Yeni ismiyle X, eski ismiyle twitter daha çok fikir mecrası hüviyetini korurken, facebook mecrası son zamanlarda emekli platformuna dönüşmüş durumda. Zira facebookta en çok cenaze duyurularına rastlıyoruz. İnstagram ise yeni nesil reels diye adlandırdığımız kısa videoların ve fotoğrafların paylaşım mecrası haline geldi. Yine fotoğraflardan ve videolardan oluşan hikaye paylaşımları imkanı da sunan instagram, facebook ile aynı çatı altında olması vesilesiyle entegre şekilde çalışarak facebook’un da aktif kalmasına katkı sunmakta. Bir de hayatımda hiç kullanmadığım tiktok mecrası var. Buna da başka bir yazıda değiniriz inşallah. Özetle yaygın kullanılan sosyal medya mecraları bunlar.
Kendimi de bu kategoriye koyarak ifade edeyim; yerli ve milli vatansever insanlar olarak bu mecraların ne kadar önemli olduğunu Arap Baharı sürecinde anlamaya başladık. Gezi parkı eylemlerinde ise bu mecralar vasıtasıyla yalan haber yayarak ve manipülasyon teknikleri uygulayarak ciddi sonuçlar aldılar. Bizler de özellikle bu süreçte bu mecraların boş bırakılmaması gerektiğini daha da iyi şekilde anlamış olduk. Anladık ama yine de etkili olamadık! İpin ucu puştun elinde diye bir hikaye vardır. Teşbihte hata olmaz, etkili olamayışımızda ipin ucunun puştun elinde olmasının çok büyük katkısı var! Ancak dünya gündeminin belirlendiği bu mecralar tamamen boş bırakmaya gelmiyor.

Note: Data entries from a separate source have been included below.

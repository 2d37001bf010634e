//! Agent 输出：AgentResult、状态与工具调用记录

use serde::{Deserialize, Serialize};
use serde_json::Value;

use crate::agents::AgentKind;

/// Agent 执行状态
#[derive(Debug, Clone, Copy, PartialEq, Eq, Serialize, Deserialize)]
pub enum AgentStatus {
    Success,
    Failed,
    /// 前一阶段全部失败，本 Agent 未被调度
    Skipped,
    /// 请求级超时时仍在运行，被取消
    Timeout,
}

/// 工具调用结果
#[derive(Debug, Clone, PartialEq, Serialize, Deserialize)]
#[serde(rename_all = "snake_case")]
pub enum ToolOutcome {
    Output(Value),
    Error(String),
}

/// 单次工具调用记录；只为注册表中存在的工具生成
#[derive(Debug, Clone, Serialize, Deserialize)]
pub struct ToolInvocation {
    pub tool: String,
    pub args: Value,
    pub outcome: ToolOutcome,
    pub duration_ms: u64,
}

impl ToolInvocation {
    pub fn is_ok(&self) -> bool {
        matches!(self.outcome, ToolOutcome::Output(_))
    }
}

/// Agent 一次 handle 的结果，提交后归属唯一的 Turn
#[derive(Debug, Clone, Serialize, Deserialize)]
pub struct AgentResult {
    pub agent: AgentKind,
    pub status: AgentStatus,
    pub payload: Option<Value>,
    pub tool_invocations: Vec<ToolInvocation>,
    /// 本 Agent 发出的 TraceEvent id
    pub trace_events: Vec<u64>,
    #[serde(default, skip_serializing_if = "Option::is_none")]
    pub error: Option<String>,
    /// Agent 建议写入的 scratch 键值，由编排器在提交时统一写入
    #[serde(default, skip_serializing_if = "Vec::is_empty")]
    pub scratch_writes: Vec<(String, Value)>,
}

impl AgentResult {
    pub fn success(agent: AgentKind, payload: Value) -> Self {
        Self {
            agent,
            status: AgentStatus::Success,
            payload: Some(payload),
            tool_invocations: Vec::new(),
            trace_events: Vec::new(),
            error: None,
            scratch_writes: Vec::new(),
        }
    }

    pub fn failed(agent: AgentKind, error: impl Into<String>) -> Self {
        Self {
            status: AgentStatus::Failed,
            payload: None,
            error: Some(error.into()),
            ..Self::success(agent, Value::Null)
        }
    }

    pub fn skipped(agent: AgentKind) -> Self {
        Self {
            status: AgentStatus::Skipped,
            payload: None,
            ..Self::success(agent, Value::Null)
        }
    }

    pub fn timeout(agent: AgentKind) -> Self {
        Self {
            status: AgentStatus::Timeout,
            payload: None,
            error: Some("request deadline exceeded".to_string()),
            ..Self::success(agent, Value::Null)
        }
    }

    pub fn is_success(&self) -> bool {
        self.status == AgentStatus::Success
    }

    /// payload 中的主文本字段（各 Agent 约定为 `text`）
    pub fn text(&self) -> Option<&str> {
        self.payload.as_ref()?.get("text")?.as_str()
    }
}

Yerli sosyal medya mecraları oluşturmak gerekiyor diye konuşup konuşup duruyoruz ama bu tren de şimdilik kaçmış gibi duruyor. Yine de belli olmaz, farklı bir platform oluştururuz bir bakarsınız dünyada herkes bizim mecramıza gelir kim bilir…

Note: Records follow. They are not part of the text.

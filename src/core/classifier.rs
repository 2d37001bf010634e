//! 请求分类：根据请求文本与 scratch 快照选择路由计划
//!
//! 纯函数：相同的 (request, scratch) 必然得到相同的计划，不调用 LLM、没有随机性。

use std::collections::HashMap;

use serde::Serialize;
use serde_json::Value;

use crate::core::Plan;
use crate::tools::metrics::extract_metrics;

/// 记录上一轮计划的 scratch 键
pub const LAST_PLAN_KEY: &str = "last_plan";

const MONITORING_TERMS: &[&str] = &[
    "monitor my", "track my", "check my sleep", "check my heart", "my vitals", "my readings",
];

const RECOMMENDATION_TERMS: &[&str] = &[
    "what should i do", "should i", "recommend", "advice", "advise", "tips", "suggest",
    "how can i", "how do i", "improve", "help me", "plan for", "what can i do",
];

const KNOWLEDGE_TERMS: &[&str] = &[
    "medication", "medicine", "drug", "dose", "dosage", "pill", "symptom", "what is", "what are",
    "why do", "why does", "why am i", "is it normal", "benefits of", "causes", "cause of",
    "diagnos", "treatment", "headache", "disease",
];

/// 命中的信号
#[derive(Debug, Clone, Default, PartialEq, Eq, Serialize)]
pub struct Signals {
    pub monitoring: Vec<String>,
    pub recommendation: Vec<String>,
    pub knowledge: Vec<String>,
}

/// 分类结果
#[derive(Debug, Clone, PartialEq, Eq, Serialize)]
pub struct Classification {
    pub plan: Plan,
    pub signals: Signals,
    /// 无任何信号（ClassificationAmbiguous），本地恢复为 Clarify 或跟进
    pub ambiguous: bool,
    pub follow_up: bool,
}

fn matched(lower: &str, terms: &[&str]) -> Vec<String> {
    terms
        .iter()
        .filter(|t| lower.contains(*t))
        .map(|t| t.to_string())
        .collect()
}

/// 分类请求
pub fn classify(request: &str, scratch: &HashMap<String, Value>) -> Classification {
    let lower = request.trim().to_lowercase();

    let mut monitoring = matched(&lower, MONITORING_TERMS);
    let metrics = extract_metrics(request);
    if metrics.sleep_hours.is_some() {
        monitoring.push("sleep_hours".into());
    }
    if metrics.heart_rate.is_some() {
        monitoring.push("heart_rate".into());
    }
    if metrics.blood_pressure.is_some() {
        monitoring.push("blood_pressure".into());
    }
    if metrics.steps.is_some() {
        monitoring.push("steps".into());
    }
    let signals = Signals {
        monitoring,
        recommendation: matched(&lower, RECOMMENDATION_TERMS),
        knowledge: matched(&lower, KNOWLEDGE_TERMS),
    };

    let m = !signals.monitoring.is_empty();
    let r = !signals.recommendation.is_empty();
    let k = !signals.knowledge.is_empty();

    let (plan, ambiguous, follow_up) = match (m, r, k) {
        (true, true, _) | (true, _, true) => (Plan::MonitoringThenRecommendation, false, false),
        (true, false, false) => (Plan::MonitoringOnly, false, false),
        (false, _, true) => (Plan::KnowledgeOnly, false, false),
        (false, true, false) => (Plan::RecommendationOnly, false, false),
        (false, false, false) => {
            let has_history = scratch
                .get(LAST_PLAN_KEY)
                .and_then(|v| v.as_str())
                .and_then(Plan::parse)
                .is_some_and(|p| p != Plan::Clarify);
            if has_history && !lower.is_empty() {
                (Plan::RecommendationOnly, true, true)
            } else {
                (Plan::Clarify, true, false)
            }
        }
    };

    Classification {
        plan,
        signals,
        ambiguous,
        follow_up,
    }
}

#[cfg(test)]
mod tests {
    use super::*;
    use serde_json::json;

    fn empty() -> HashMap<String, Value> {
        HashMap::new()
    }

    #[test]
    fn test_sleep_question_fans_out() {
        let c = classify("I slept 4 hours, what should I do?", &empty());
        assert_eq!(c.plan, Plan::MonitoringThenRecommendation);
        assert!(c.signals.monitoring.contains(&"sleep_hours".to_string()));
    }

    #[test]
    fn test_medication_question_goes_to_knowledge() {
        let c = classify("What medication should I take for my headache?", &empty());
        assert_eq!(c.plan, Plan::KnowledgeOnly);
    }

    #[test]
    fn test_single_intent_plans() {
        assert_eq!(classify("my heart rate is 72 bpm", &empty()).plan, Plan::MonitoringOnly);
        assert_eq!(classify("any tips to be more active?", &empty()).plan, Plan::RecommendationOnly);
        assert_eq!(
            classify("What are the benefits of regular cardiovascular exercise?", &empty()).plan,
            Plan::KnowledgeOnly
        );
    }

    #[test]
    fn test_ambiguous_without_context_clarifies() {
        let c = classify("help", &empty());
        assert_eq!(c.plan, Plan::Clarify);
        assert!(c.ambiguous);
        assert_eq!(classify("   ", &empty()).plan, Plan::Clarify);
    }

    #[test]
    fn test_ambiguous_follow_up_uses_history() {
        let mut scratch = empty();
        scratch.insert(LAST_PLAN_KEY.into(), json!("MonitoringThenRecommendation"));
        let c = classify("ok, and then?", &scratch);
        assert_eq!(c.plan, Plan::RecommendationOnly);
        assert!(c.follow_up);

        scratch.insert(LAST_PLAN_KEY.into(), json!("Clarify"));
        assert_eq!(classify("ok, and then?", &scratch).plan, Plan::Clarify);
    }

    #[test]
    fn test_classification_is_deterministic() {
        let mut scratch = empty();
        scratch.insert(LAST_PLAN_KEY.into(), json!("KnowledgeOnly"));
        for request in ["I slept 4 hours, what should I do?", "help", "hmm", "bp 140/95"] {
            let a = classify(request, &scratch);
            let b = classify(request, &scratch);
            assert_eq!(a, b);
        }
    }

    #[test]
    fn test_dates_and_ratings_are_not_vitals() {
        let c = classify("my appointment is on 10/12", &empty());
        assert!(c.signals.monitoring.is_empty());
        assert_eq!(c.plan, Plan::Clarify);

        let c = classify("rated my run 10/10, any tips?", &empty());
        assert_eq!(c.plan, Plan::RecommendationOnly);

        let c = classify("my bp is 142/91", &empty());
        assert_eq!(c.plan, Plan::MonitoringOnly);
        assert_eq!(c.signals.monitoring, vec!["blood_pressure".to_string()]);
    }
}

Yukarıda bahsettiğimiz bu mecraların tamamı Amerika menşeyli ve bulundukları ülkelerde istedikleri gibi davranıyorlar. Bunlarda vergi ödemek yok, kurallara uymak yok, keyiflerine nasıl uyuyorsa o şekilde hareket ediyorlar. Örneğin Gazze sürecinde siyonizmin yılmaz savunucusu oldukları yetmiyormuş gibi farklı görüşten insanları sakıncalı görüp engelleyebiliyorlar. Bu mecralar aynı zamanda pedofolinin, uyuşturucunun, lgbt’nin kısacası her türlü fuhşiyatın kol gezdiği yerler haline de gelmiş durumda maalesef!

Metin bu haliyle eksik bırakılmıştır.